Paryż przed trzystu pięćdziesięciu laty był już miastem olbrzymiem. Co do obwodu, sądząc, że się bardzo powiększył, bardzo się wszyscy mylimy. Paryż od czasów Ludwika XI zaledwie wzrósł o jedną trzecią część. Zaiste i przez to tyle stracił na piękności, ile na obszarze skorzystał.
Paryż, jak wiadomo, wyrósł z owej kolebki, którą nazywają Cité. Plac tej wyspy był pierwszym jego obwodem, Sekwana pierwszą fosą. Paryż przez wiele wieków był wyspą, mającą dwa mosty, jeden na północ, a drugi na południe, na których były zarazem bramy i warownie. Następnie, kiedy królowie pierwszej dynastyi nie mogli się w nim pomieścić, Paryż przekroczył wodę. Wtedy za wielkim i małym Chatelet wzniósł się mur i zajął pola po obydwóch brzegach Sekwany. Z tego dawnego obmurowania w ostatnim wieku jeszcze widziano ślady, dzisiaj pozostało z nich tylko wspomnienie i tradycya, oraz brama Baudetr albo Baudoyer, porta Bagoda. Cochwila potok domów, pędzony z wewnątrz miasta, wylewa i obrywa dawny jego obwód. Filip August nową temu położył tamę. Ujął on Paryż w łańcuch wysokich wież silnych i mocnych. Przez wiek cały domy się gromadzą, cisną i wznoszą, jak woda w rezerwoarze. Poczynają się wznosić, piętrzyć i tryskają wysoko, wznosząc głowy jedne nad drugie. Ulice coraz bardziej się ścieśniają, wężeją i place giną jeden po drugim. Nareszcie domy przeskakują mur Filipa Augusta i wesołe rozpościerają się na równinach. Od 1367 r. miasto tak się rozlewa na przedmieścia, że przychodzi potrzeba nowego zamknięcia, osobliwie na prawym brzegu — i Karol V je zbudował. Lecz miasto ciągle wzrastało. Takie, jak Paryż, musi być koniecznie stolicą. Są to ścieki, w które się gromadzą widoki polityczne, moralne, przemysłowe kraju, skłonności ludu; są to studnie cywilizacyi, że tak powiem, gdzie handel, przemysł, wszystko, co tchnie życiem, gromadzi się nieustannie, ścieka kropla po kropli przez wiele wieków. Obwód Karola V doznał losu Filipa Augusta. Przy końcu XV wieku i przedmieścia były wcielone do miasta, a Paryż już potrzykroć był murem obwiedziony. Potężne miasto poczęło zrzucać swoje pieluchy, jak dziecię, które poczuwa siły. Za Ludwika XI z owego morza domów poczęły wystrzelać stare wieże obalonych murów, jak szczyty wzgórz w czasach wylewu, jak archipelag wysp.

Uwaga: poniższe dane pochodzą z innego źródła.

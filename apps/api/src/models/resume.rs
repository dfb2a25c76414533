use serde::{Deserialize, Serialize};

/// Metadata returned to the client after a successful upload.
///
/// The server keeps no copy: the client persists this record locally and
/// replaces it wholesale on re-upload (single-resume-per-user policy).
#[derive(Debug, Clone, Serialize, Deserialize)]
#[serde(rename_all = "camelCase")]
pub struct ResumeRecord {
    /// Upload timestamp in epoch milliseconds; doubles as the record id.
    pub id: String,
    /// Original display name, unsanitized, for presentation only.
    pub file_name: String,
    /// Canonical object-store key; always under `users/<namespace>/`.
    pub s3_key: String,
    /// ISO-8601 timestamp set at upload completion.
    pub uploaded_date: String,
}

#[cfg(test)]
mod tests {
    use super::*;

    #[test]
    fn test_wire_field_names_are_camel_case() {
        let record = ResumeRecord {
            id: "1722470400000".to_string(),
            file_name: "resume.docx".to_string(),
            s3_key: "users/jane.doe_at_x.com/original-resumes/1722470400000_resume.docx"
                .to_string(),
            uploaded_date: "2026-08-07T12:00:00.000Z".to_string(),
        };
        let value = serde_json::to_value(&record).unwrap();
        assert_eq!(value["id"], "1722470400000");
        assert_eq!(value["fileName"], "resume.docx");
        assert_eq!(
            value["s3Key"],
            "users/jane.doe_at_x.com/original-resumes/1722470400000_resume.docx"
        );
        assert_eq!(value["uploadedDate"], "2026-08-07T12:00:00.000Z");
    }
}
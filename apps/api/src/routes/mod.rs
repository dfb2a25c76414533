pub mod health;

use axum::extract::DefaultBodyLimit;
use axum::middleware::from_fn_with_state;
use axum::{
    routing::{delete, get, post},
    Router,
};

use crate::auth;
use crate::resume::handlers::{
    delete_resume, download_resume, upload_resume, MAX_UPLOAD_BODY_BYTES,
};
use crate::state::AppState;

pub fn build_router(state: AppState) -> Router {
    Router::new()
        // Resume lifecycle, all behind the identity gate
        .route("/api/resume/upload", post(upload_resume))
        .route("/api/resume/delete", delete(delete_resume))
        .route("/api/resume", get(download_resume))
        .layer(from_fn_with_state(state.clone(), auth::authenticate))
        .layer(DefaultBodyLimit::max(MAX_UPLOAD_BODY_BYTES))
        // Probes stay open
        .route("/health", get(health::health_handler))
        .with_state(state)
}
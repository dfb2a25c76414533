//! Thin proxy over the external object store.
//!
//! Three stateless operations delegating to S3. Keys pass through untouched:
//! ownership and well-formedness are the caller's responsibility (see
//! `naming::ensure_owned`), which keeps this proxy reusable for any
//! storage-backed feature.

use std::time::Duration;

use aws_sdk_s3::presigning::PresigningConfig;
use aws_sdk_s3::primitives::ByteStream;
use bytes::Bytes;
use tracing::{debug, error};

use crate::errors::AppError;

/// Default lifetime of a presigned download URL.
pub const DEFAULT_PRESIGN_TTL: Duration = Duration::from_secs(3600);

/// S3-backed object store client, shared across handlers.
#[derive(Clone)]
pub struct ObjectStore {
    client: aws_sdk_s3::Client,
    bucket: String,
}

impl ObjectStore {
    pub fn new(client: aws_sdk_s3::Client, bucket: String) -> Self {
        Self { client, bucket }
    }

    /// Stores `bytes` at `key`, overwriting any existing object.
    pub async fn put(&self, key: &str, bytes: Bytes, content_type: &str) -> Result<(), AppError> {
        debug!(key, size = bytes.len(), "uploading object");
        self.client
            .put_object()
            .bucket(&self.bucket)
            .key(key)
            .body(ByteStream::from(bytes))
            .content_type(content_type)
            .send()
            .await
            .map_err(|e| {
                error!("S3 upload failed for {key}: {e}");
                AppError::Store("Failed to upload to S3".to_string())
            })?;
        Ok(())
    }

    /// Produces a time-boxed, credential-free download URL for `key`.
    pub async fn presign_get(&self, key: &str, ttl: Duration) -> Result<String, AppError> {
        let presigning = PresigningConfig::expires_in(ttl)
            .map_err(|e| AppError::Internal(anyhow::anyhow!("invalid presign TTL: {e}")))?;
        let presigned = self
            .client
            .get_object()
            .bucket(&self.bucket)
            .key(key)
            .presigned(presigning)
            .await
            .map_err(|e| {
                error!("S3 presign failed for {key}: {e}");
                AppError::Store("Failed to generate download URL".to_string())
            })?;
        Ok(presigned.uri().to_string())
    }

    /// Removes the object at `key`. S3 DeleteObject treats an absent object
    /// as success, so repeated deletes are idempotent.
    pub async fn delete(&self, key: &str) -> Result<(), AppError> {
        debug!(key, "deleting object");
        self.client
            .delete_object()
            .bucket(&self.bucket)
            .key(key)
            .send()
            .await
            .map_err(|e| {
                error!("S3 delete failed for {key}: {e}");
                AppError::Store("Failed to delete from S3".to_string())
            })?;
        Ok(())
    }
}
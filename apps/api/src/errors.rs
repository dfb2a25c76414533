use axum::{
    http::StatusCode,
    response::{IntoResponse, Response},
    Json,
};
use serde_json::json;
use thiserror::Error;

/// Application-level error type.
/// Implements `IntoResponse` so Axum handlers can return `Result<T, AppError>`.
/// Every failure leaves the boundary as `{"success": false, "error": <message>}`.
#[derive(Debug, Error)]
pub enum AppError {
    /// No session, or the session token failed verification.
    #[error("Unauthorized")]
    Unauthorized,

    /// The caller-supplied storage key falls outside the caller's namespace.
    #[error("Forbidden")]
    Forbidden,

    #[error("Validation error: {0}")]
    Validation(String),

    /// The object-storage call itself failed. Not retried internally.
    #[error("Storage error: {0}")]
    Store(String),

    #[error("Internal server error: {0}")]
    Internal(#[from] anyhow::Error),
}

impl IntoResponse for AppError {
    fn into_response(self) -> Response {
        let (status, message) = match &self {
            AppError::Unauthorized => (
                StatusCode::UNAUTHORIZED,
                "Unauthorized - please sign in".to_string(),
            ),
            AppError::Forbidden => (
                StatusCode::FORBIDDEN,
                "Unauthorized - cannot access this file".to_string(),
            ),
            AppError::Validation(msg) => (StatusCode::BAD_REQUEST, msg.clone()),
            AppError::Store(msg) => (StatusCode::INTERNAL_SERVER_ERROR, msg.clone()),
            AppError::Internal(e) => {
                tracing::error!("Internal error: {e:?}");
                (
                    StatusCode::INTERNAL_SERVER_ERROR,
                    "An unexpected error occurred".to_string(),
                )
            }
        };

        let body = Json(json!({
            "success": false,
            "error": message
        }));

        (status, body).into_response()
    }
}

#[cfg(test)]
mod tests {
    use super::*;

    #[test]
    fn test_status_mapping() {
        assert_eq!(
            AppError::Unauthorized.into_response().status(),
            StatusCode::UNAUTHORIZED
        );
        assert_eq!(
            AppError::Forbidden.into_response().status(),
            StatusCode::FORBIDDEN
        );
        assert_eq!(
            AppError::Validation("bad".into()).into_response().status(),
            StatusCode::BAD_REQUEST
        );
        assert_eq!(
            AppError::Store("down".into()).into_response().status(),
            StatusCode::INTERNAL_SERVER_ERROR
        );
        assert_eq!(
            AppError::Internal(anyhow::anyhow!("boom"))
                .into_response()
                .status(),
            StatusCode::INTERNAL_SERVER_ERROR
        );
    }

    #[tokio::test]
    async fn test_error_body_shape() {
        let resp = AppError::Validation("No file provided".to_string()).into_response();
        let bytes = axum::body::to_bytes(resp.into_body(), usize::MAX)
            .await
            .unwrap();
        let body: serde_json::Value = serde_json::from_slice(&bytes).unwrap();
        assert_eq!(body["success"], json!(false));
        assert_eq!(body["error"], json!("No file provided"));
    }

    #[tokio::test]
    async fn test_internal_error_hides_detail() {
        let resp = AppError::Internal(anyhow::anyhow!("connection reset")).into_response();
        let bytes = axum::body::to_bytes(resp.into_body(), usize::MAX)
            .await
            .unwrap();
        let body: serde_json::Value = serde_json::from_slice(&bytes).unwrap();
        assert_eq!(body["error"], json!("An unexpected error occurred"));
    }
}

Od tego czasu bardzo się Paryż zmienił, lecz jeden tylko przekroczył obwód, mur Ludwika XV, zbudowany z błota i chrustu, godny króla, który go stawiał i poety, który go opiewał, mówiąc:
Mur Paryż otaczający, czyni Paryż szemrzącym.
W piętnastym wieku Paryż był jeszcze podzielony na trzy miasta oddzielne, różne od siebie tak swoją powierzchownością, jak obyczajami, zwyczajami, przywilejami i historyą: Cité, Uniwersytet i Miasto. Cité, zajmujące wyspę, najdawniejsze, najmniejsze, najwięcej ścieśnione, było matką dwóch innych i stało między niemi, jak pomiędzy dwiema córkami. Uniwersytet, rozciągający się na lewym brzegu Sekwany od Tournelle aż do wieży Nesle, dwóch punktów, gdzie znajduje się w dzisiejszym Paryżu Targ na wino i Mennica. Obwód jego wyszczerbił dość szeroko owo pole, na którem Juljan miał swoje łaźnie. Góra św. Genowefy w nim była zamknięta. Punktem najwięcej wystającym tego muru była brama Papieska, położona prawie w tem miejscu, gdzie później wzniesiono Panteon. Nowe-miasto, największe z trzech części Paryża, było na prawym brzegu. Główna jego ulica, przecięta w wielu miejscach, szła wzdłuż Sekwany od wieży Billy aż do wieży du Bois, to jest od miejsca, w którem jest dzisiaj Śpichierz Obfitości aż do Tuilleries. Cztery punkty, w których Sekwana przecinała obwód miasta, Tournelle, wieża Nesle, Billy i du Bois nazywały się czterema wieżami Paryża. Najwyższemi punktami w obrębie miasta były bramy St. Denis i św. Marcina, których miejsce się nie zmieniło.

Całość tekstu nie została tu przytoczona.